__THE TASK__: Reproduce the data in its entirety, exactly as supplied.

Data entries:
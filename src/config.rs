use log::{info, warn};
use std::env;
use std::path::PathBuf;
use std::str::FromStr;

use crate::delta::RANKING_DEPTH;
use crate::error::{DashboardError, Result};
use crate::ranking::TOP_N;
use crate::types::{GroupSelector, Period};

/// Number of entities in the top-provinces trend view.
pub const TREND_TOP_K: usize = 5;

#[derive(Debug, Clone, PartialEq)]
pub struct DashboardConfig {
    pub data_dir: PathBuf,
    pub output_dir: PathBuf,
    pub group: GroupSelector,
    pub top_n: usize,
    pub ranking_depth: usize,
    pub trend_top_k: usize,
    pub tick_ms: u64,
    pub first_period: Period,
    pub last_period: Period,
}

impl Default for DashboardConfig {
    fn default() -> Self {
        DashboardConfig {
            data_dir: PathBuf::from("data"),
            output_dir: PathBuf::from("."),
            group: GroupSelector::BookOfBusiness,
            top_n: TOP_N,
            ranking_depth: RANKING_DEPTH,
            trend_top_k: TREND_TOP_K,
            tick_ms: 1000,
            first_period: 2018,
            last_period: 2024,
        }
    }
}

impl DashboardConfig {
    /// Defaults overridden by `CLAIMS_*` variables, after loading `.env` if
    /// one is present.
    pub fn from_env() -> Result<Self> {
        if dotenv::dotenv().is_err() {
            info!("no .env file found, using process environment");
        }
        Self::from_lookup(|key| env::var(key).ok())
    }

    pub fn from_lookup<F>(lookup: F) -> Result<Self>
    where
        F: Fn(&str) -> Option<String>,
    {
        let d = DashboardConfig::default();
        let cfg = DashboardConfig {
            data_dir: lookup("CLAIMS_DATA_DIR").map(PathBuf::from).unwrap_or(d.data_dir),
            output_dir: lookup("CLAIMS_OUTPUT_DIR")
                .map(PathBuf::from)
                .unwrap_or(d.output_dir),
            group: lookup("CLAIMS_GROUP")
                .map(|g| GroupSelector::parse(&g))
                .unwrap_or(d.group),
            top_n: parse_var(&lookup, "CLAIMS_TOP_N", d.top_n)?,
            ranking_depth: parse_var(&lookup, "CLAIMS_RANKING_DEPTH", d.ranking_depth)?,
            trend_top_k: parse_var(&lookup, "CLAIMS_TREND_TOP_K", d.trend_top_k)?,
            tick_ms: parse_var(&lookup, "CLAIMS_TICK_MS", d.tick_ms)?,
            first_period: parse_var(&lookup, "CLAIMS_FIRST_PERIOD", d.first_period)?,
            last_period: parse_var(&lookup, "CLAIMS_LAST_PERIOD", d.last_period)?,
        };
        if cfg.first_period > cfg.last_period {
            warn!(
                "playback range {}..={} is empty",
                cfg.first_period, cfg.last_period
            );
        }
        Ok(cfg)
    }

    /// Periods the ranking animation steps through.
    pub fn playback_periods(&self) -> Vec<Period> {
        (self.first_period..=self.last_period).collect()
    }
}

fn parse_var<T, F>(lookup: &F, key: &str, default: T) -> Result<T>
where
    T: FromStr,
    F: Fn(&str) -> Option<String>,
{
    match lookup(key) {
        None => Ok(default),
        Some(raw) => raw.trim().parse::<T>().map_err(|_| DashboardError::Config {
            key: key.to_string(),
            value: raw,
        }),
    }
}

#[cfg(test)]
mod tests {
    use super::*;
    use std::collections::HashMap;

    fn lookup_from(pairs: &[(&str, &str)]) -> impl Fn(&str) -> Option<String> {
        let map: HashMap<String, String> = pairs
            .iter()
            .map(|(k, v)| (k.to_string(), v.to_string()))
            .collect();
        move |key| map.get(key).cloned()
    }

    #[test]
    fn empty_environment_gives_defaults() {
        let cfg = DashboardConfig::from_lookup(lookup_from(&[])).unwrap();
        assert_eq!(cfg, DashboardConfig::default());
        assert_eq!(cfg.playback_periods().len(), 7);
    }

    #[test]
    fn overrides_are_applied() {
        let cfg = DashboardConfig::from_lookup(lookup_from(&[
            ("CLAIMS_GROUP", "3"),
            ("CLAIMS_TOP_N", "5"),
            ("CLAIMS_FIRST_PERIOD", "2020"),
            ("CLAIMS_LAST_PERIOD", "2022"),
        ]))
        .unwrap();
        assert_eq!(cfg.group, GroupSelector::Insurer("3".to_string()));
        assert_eq!(cfg.top_n, 5);
        assert_eq!(cfg.playback_periods(), vec![2020, 2021, 2022]);
    }

    #[test]
    fn malformed_value_is_config_error() {
        let err = DashboardConfig::from_lookup(lookup_from(&[("CLAIMS_TICK_MS", "fast")]))
            .unwrap_err();
        match err {
            DashboardError::Config { key, value } => {
                assert_eq!(key, "CLAIMS_TICK_MS");
                assert_eq!(value, "fast");
            }
            other => panic!("unexpected error: {}", other),
        }
    }
}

__SOLUTION__:
filename src/config.rs
use log::{info, warn};
use std::env;
use std::path::PathBuf;
use std::str::FromStr;

use crate::delta::RANKING_DEPTH;
use crate::error::{DashboardError, Result};
use crate::ranking::TOP_N;
use crate::types::{GroupSelector, Period};

/// Number of entities in the top-provinces trend view.
pub const TREND_TOP_K: usize = 5;

#[derive(Debug, Clone, PartialEq)]
pub struct DashboardConfig {
    pub data_dir: PathBuf,
    pub output_dir: PathBuf,
    pub group: GroupSelector,
    pub top_n: usize,
    pub ranking_depth: usize,
    pub trend_top_k: usize,
    pub tick_ms: u64,
    pub first_period: Period,
    pub last_period: Period,
}

impl Default for DashboardConfig {
    fn default() -> Self {
        DashboardConfig {
            data_dir: PathBuf::from("data"),
            output_dir: PathBuf::from("."),
            group: GroupSelector::BookOfBusiness,
            top_n: TOP_N,
            ranking_depth: RANKING_DEPTH,
            trend_top_k: TREND_TOP_K,
            tick_ms: 1000,
            first_period: 2018,
            last_period: 2024,
        }
    }
}

impl DashboardConfig {
    /// Defaults overridden by `CLAIMS_*` variables, after loading `.env` if
    /// one is present.
    pub fn from_env() -> Result<Self> {
        if dotenv::dotenv().is_err() {
            info!("no .env file found, using process environment");
        }
        Self::from_lookup(|key| env::var(key).ok())
    }

    pub fn from_lookup<F>(lookup: F) -> Result<Self>
    where
        F: Fn(&str) -> Option<String>,
    {
        let d = DashboardConfig::default();
        let cfg = DashboardConfig {
            data_dir: lookup("CLAIMS_DATA_DIR").map(PathBuf::from).unwrap_or(d.data_dir),
            output_dir: lookup("CLAIMS_OUTPUT_DIR")
                .map(PathBuf::from)
                .unwrap_or(d.output_dir),
            group: lookup("CLAIMS_GROUP")
                .map(|g| GroupSelector::parse(&g))
                .unwrap_or(d.group),
            top_n: parse_var(&lookup, "CLAIMS_TOP_N", d.top_n)?,
            ranking_depth: parse_var(&lookup, "CLAIMS_RANKING_DEPTH", d.ranking_depth)?,
            trend_top_k: parse_var(&lookup, "CLAIMS_TREND_TOP_K", d.trend_top_k)?,
            tick_ms: parse_var(&lookup, "CLAIMS_TICK_MS", d.tick_ms)?,
            first_period: parse_var(&lookup, "CLAIMS_FIRST_PERIOD", d.first_period)?,
            last_period: parse_var(&lookup, "CLAIMS_LAST_PERIOD", d.last_period)?,
        };
        if cfg.first_period > cfg.last_period {
            warn!(
                "playback range {}..={} is empty",
                cfg.first_period, cfg.last_period
            );
        }
        Ok(cfg)
    }

    /// Periods the ranking animation steps through.
    pub fn playback_periods(&self) -> Vec<Period> {
        (self.first_period..=self.last_period).collect()
    }
}

fn parse_var<T, F>(lookup: &F, key: &str, default: T) -> Result<T>
where
    T: FromStr,
    F: Fn(&str) -> Option<String>,
{
    match lookup(key) {
        None => Ok(default),
        Some(raw) => raw.trim().parse::<T>().map_err(|_| DashboardError::Config {
            key: key.to_string(),
            value: raw,
        }),
    }
}

#[cfg(test)]
mod tests {
    use super::*;
    use std::collections::HashMap;

    fn lookup_from(pairs: &[(&str, &str)]) -> impl Fn(&str) -> Option<String> {
        let map: HashMap<String, String> = pairs
            .iter()
            .map(|(k, v)| (k.to_string(), v.to_string()))
            .collect();
        move |key| map.get(key).cloned()
    }

    #[test]
    fn empty_environment_gives_defaults() {
        let cfg = DashboardConfig::from_lookup(lookup_from(&[])).unwrap();
        assert_eq!(cfg, DashboardConfig::default());
        assert_eq!(cfg.playback_periods().len(), 7);
    }

    #[test]
    fn overrides_are_applied() {
        let cfg = DashboardConfig::from_lookup(lookup_from(&[
            ("CLAIMS_GROUP", "3"),
            ("CLAIMS_TOP_N", "5"),
            ("CLAIMS_FIRST_PERIOD", "2020"),
            ("CLAIMS_LAST_PERIOD", "2022"),
        ]))
        .unwrap();
        assert_eq!(cfg.group, GroupSelector::Insurer("3".to_string()));
        assert_eq!(cfg.top_n, 5);
        assert_eq!(cfg.playback_periods(), vec![2020, 2021, 2022]);
    }

    #[test]
    fn malformed_value_is_config_error() {
        let err = DashboardConfig::from_lookup(lookup_from(&[("CLAIMS_TICK_MS", "fast")]))
            .unwrap_err();
        match err {
            DashboardError::Config { key, value } => {
                assert_eq!(key, "CLAIMS_TICK_MS");
                assert_eq!(value, "fast");
            }
            other => panic!("unexpected error: {}", other),
        }
    }
}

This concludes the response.